DATA LISTING section start
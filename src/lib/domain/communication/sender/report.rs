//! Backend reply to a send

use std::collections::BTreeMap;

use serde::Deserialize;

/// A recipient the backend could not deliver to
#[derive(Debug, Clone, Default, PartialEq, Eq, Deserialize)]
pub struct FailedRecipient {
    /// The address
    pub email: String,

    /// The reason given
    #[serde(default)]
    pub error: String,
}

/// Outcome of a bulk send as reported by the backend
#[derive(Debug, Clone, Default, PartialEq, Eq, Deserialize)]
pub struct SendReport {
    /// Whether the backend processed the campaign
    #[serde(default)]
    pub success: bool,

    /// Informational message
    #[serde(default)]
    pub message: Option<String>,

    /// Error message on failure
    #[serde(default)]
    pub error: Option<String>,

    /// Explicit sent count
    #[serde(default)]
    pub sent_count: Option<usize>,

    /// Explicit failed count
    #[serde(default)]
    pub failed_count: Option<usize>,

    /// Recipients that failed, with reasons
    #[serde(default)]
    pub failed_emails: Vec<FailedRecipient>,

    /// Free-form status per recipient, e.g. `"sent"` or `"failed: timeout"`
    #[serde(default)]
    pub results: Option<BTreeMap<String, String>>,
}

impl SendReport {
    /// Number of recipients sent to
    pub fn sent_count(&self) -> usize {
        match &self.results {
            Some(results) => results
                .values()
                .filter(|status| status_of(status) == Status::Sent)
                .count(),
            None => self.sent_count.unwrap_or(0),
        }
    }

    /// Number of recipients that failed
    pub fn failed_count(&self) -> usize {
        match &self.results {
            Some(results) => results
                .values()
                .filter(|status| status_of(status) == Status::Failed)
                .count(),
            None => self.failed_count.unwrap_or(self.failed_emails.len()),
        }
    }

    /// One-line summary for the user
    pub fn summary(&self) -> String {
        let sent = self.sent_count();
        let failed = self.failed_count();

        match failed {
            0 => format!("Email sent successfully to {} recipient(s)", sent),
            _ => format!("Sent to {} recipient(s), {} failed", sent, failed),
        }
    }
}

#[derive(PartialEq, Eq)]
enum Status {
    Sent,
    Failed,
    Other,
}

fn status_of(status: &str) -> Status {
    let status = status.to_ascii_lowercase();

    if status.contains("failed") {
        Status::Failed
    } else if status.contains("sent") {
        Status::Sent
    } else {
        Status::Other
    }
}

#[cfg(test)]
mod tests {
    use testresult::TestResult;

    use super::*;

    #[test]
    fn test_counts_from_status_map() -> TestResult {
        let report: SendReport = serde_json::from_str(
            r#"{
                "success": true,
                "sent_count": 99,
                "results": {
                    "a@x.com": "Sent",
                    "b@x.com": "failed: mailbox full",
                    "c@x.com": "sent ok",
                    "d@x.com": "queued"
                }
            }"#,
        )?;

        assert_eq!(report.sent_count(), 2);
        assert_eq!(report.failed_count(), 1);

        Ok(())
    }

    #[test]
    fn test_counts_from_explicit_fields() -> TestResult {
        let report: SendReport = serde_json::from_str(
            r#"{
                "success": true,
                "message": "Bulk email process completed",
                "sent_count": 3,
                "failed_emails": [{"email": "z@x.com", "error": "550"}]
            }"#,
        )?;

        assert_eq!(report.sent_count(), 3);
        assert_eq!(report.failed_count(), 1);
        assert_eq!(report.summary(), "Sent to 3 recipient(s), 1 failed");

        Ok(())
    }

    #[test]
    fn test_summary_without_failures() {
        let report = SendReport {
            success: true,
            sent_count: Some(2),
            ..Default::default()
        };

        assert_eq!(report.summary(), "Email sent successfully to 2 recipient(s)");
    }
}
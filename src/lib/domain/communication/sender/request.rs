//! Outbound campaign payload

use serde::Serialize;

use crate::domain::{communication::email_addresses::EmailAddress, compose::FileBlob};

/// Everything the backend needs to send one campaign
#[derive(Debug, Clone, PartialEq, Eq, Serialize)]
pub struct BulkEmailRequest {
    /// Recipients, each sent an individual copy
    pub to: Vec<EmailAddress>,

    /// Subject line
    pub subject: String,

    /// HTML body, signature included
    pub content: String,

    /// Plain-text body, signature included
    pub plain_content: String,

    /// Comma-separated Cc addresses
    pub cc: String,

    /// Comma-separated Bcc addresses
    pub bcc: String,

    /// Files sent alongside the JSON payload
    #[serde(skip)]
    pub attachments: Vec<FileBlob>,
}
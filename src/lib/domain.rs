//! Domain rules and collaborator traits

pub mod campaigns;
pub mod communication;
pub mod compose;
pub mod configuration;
DATA LISTING section end
ASSIGNMENT =>
Here the goal is to repeat each entry exactly.

COMPLETED TASK =>
filename src/lib/domain/communication/sender/report.rs
//! Backend reply to a send

use std::collections::BTreeMap;

use serde::Deserialize;

/// A recipient the backend could not deliver to
#[derive(Debug, Clone, Default, PartialEq, Eq, Deserialize)]
pub struct FailedRecipient {
    /// The address
    pub email: String,

    /// The reason given
    #[serde(default)]
    pub error: String,
}

/// Outcome of a bulk send as reported by the backend
#[derive(Debug, Clone, Default, PartialEq, Eq, Deserialize)]
pub struct SendReport {
    /// Whether the backend processed the campaign
    #[serde(default)]
    pub success: bool,

    /// Informational message
    #[serde(default)]
    pub message: Option<String>,

    /// Error message on failure
    #[serde(default)]
    pub error: Option<String>,

    /// Explicit sent count
    #[serde(default)]
    pub sent_count: Option<usize>,

    /// Explicit failed count
    #[serde(default)]
    pub failed_count: Option<usize>,

    /// Recipients that failed, with reasons
    #[serde(default)]
    pub failed_emails: Vec<FailedRecipient>,

    /// Free-form status per recipient, e.g. `"sent"` or `"failed: timeout"`
    #[serde(default)]
    pub results: Option<BTreeMap<String, String>>,
}

impl SendReport {
    /// Number of recipients sent to
    pub fn sent_count(&self) -> usize {
        match &self.results {
            Some(results) => results
                .values()
                .filter(|status| status_of(status) == Status::Sent)
                .count(),
            None => self.sent_count.unwrap_or(0),
        }
    }

    /// Number of recipients that failed
    pub fn failed_count(&self) -> usize {
        match &self.results {
            Some(results) => results
                .values()
                .filter(|status| status_of(status) == Status::Failed)
                .count(),
            None => self.failed_count.unwrap_or(self.failed_emails.len()),
        }
    }

    /// One-line summary for the user
    pub fn summary(&self) -> String {
        let sent = self.sent_count();
        let failed = self.failed_count();

        match failed {
            0 => format!("Email sent successfully to {} recipient(s)", sent),
            _ => format!("Sent to {} recipient(s), {} failed", sent, failed),
        }
    }
}

#[derive(PartialEq, Eq)]
enum Status {
    Sent,
    Failed,
    Other,
}

fn status_of(status: &str) -> Status {
    let status = status.to_ascii_lowercase();

    if status.contains("failed") {
        Status::Failed
    } else if status.contains("sent") {
        Status::Sent
    } else {
        Status::Other
    }
}

#[cfg(test)]
mod tests {
    use testresult::TestResult;

    use super::*;

    #[test]
    fn test_counts_from_status_map() -> TestResult {
        let report: SendReport = serde_json::from_str(
            r#"{
                "success": true,
                "sent_count": 99,
                "results": {
                    "a@x.com": "Sent",
                    "b@x.com": "failed: mailbox full",
                    "c@x.com": "sent ok",
                    "d@x.com": "queued"
                }
            }"#,
        )?;

        assert_eq!(report.sent_count(), 2);
        assert_eq!(report.failed_count(), 1);

        Ok(())
    }

    #[test]
    fn test_counts_from_explicit_fields() -> TestResult {
        let report: SendReport = serde_json::from_str(
            r#"{
                "success": true,
                "message": "Bulk email process completed",
                "sent_count": 3,
                "failed_emails": [{"email": "z@x.com", "error": "550"}]
            }"#,
        )?;

        assert_eq!(report.sent_count(), 3);
        assert_eq!(report.failed_count(), 1);
        assert_eq!(report.summary(), "Sent to 3 recipient(s), 1 failed");

        Ok(())
    }

    #[test]
    fn test_summary_without_failures() {
        let report = SendReport {
            success: true,
            sent_count: Some(2),
            ..Default::default()
        };

        assert_eq!(report.summary(), "Email sent successfully to 2 recipient(s)");
    }
}
filename src/lib/domain/communication/sender/request.rs
//! Outbound campaign payload

use serde::Serialize;

use crate::domain::{communication::email_addresses::EmailAddress, compose::FileBlob};

/// Everything the backend needs to send one campaign
#[derive(Debug, Clone, PartialEq, Eq, Serialize)]
pub struct BulkEmailRequest {
    /// Recipients, each sent an individual copy
    pub to: Vec<EmailAddress>,

    /// Subject line
    pub subject: String,

    /// HTML body, signature included
    pub content: String,

    /// Plain-text body, signature included
    pub plain_content: String,

    /// Comma-separated Cc addresses
    pub cc: String,

    /// Comma-separated Bcc addresses
    pub bcc: String,

    /// Files sent alongside the JSON payload
    #[serde(skip)]
    pub attachments: Vec<FileBlob>,
}
filename src/lib/domain.rs
//! Domain rules and collaborator traits

pub mod campaigns;
pub mod communication;
pub mod compose;
pub mod configuration;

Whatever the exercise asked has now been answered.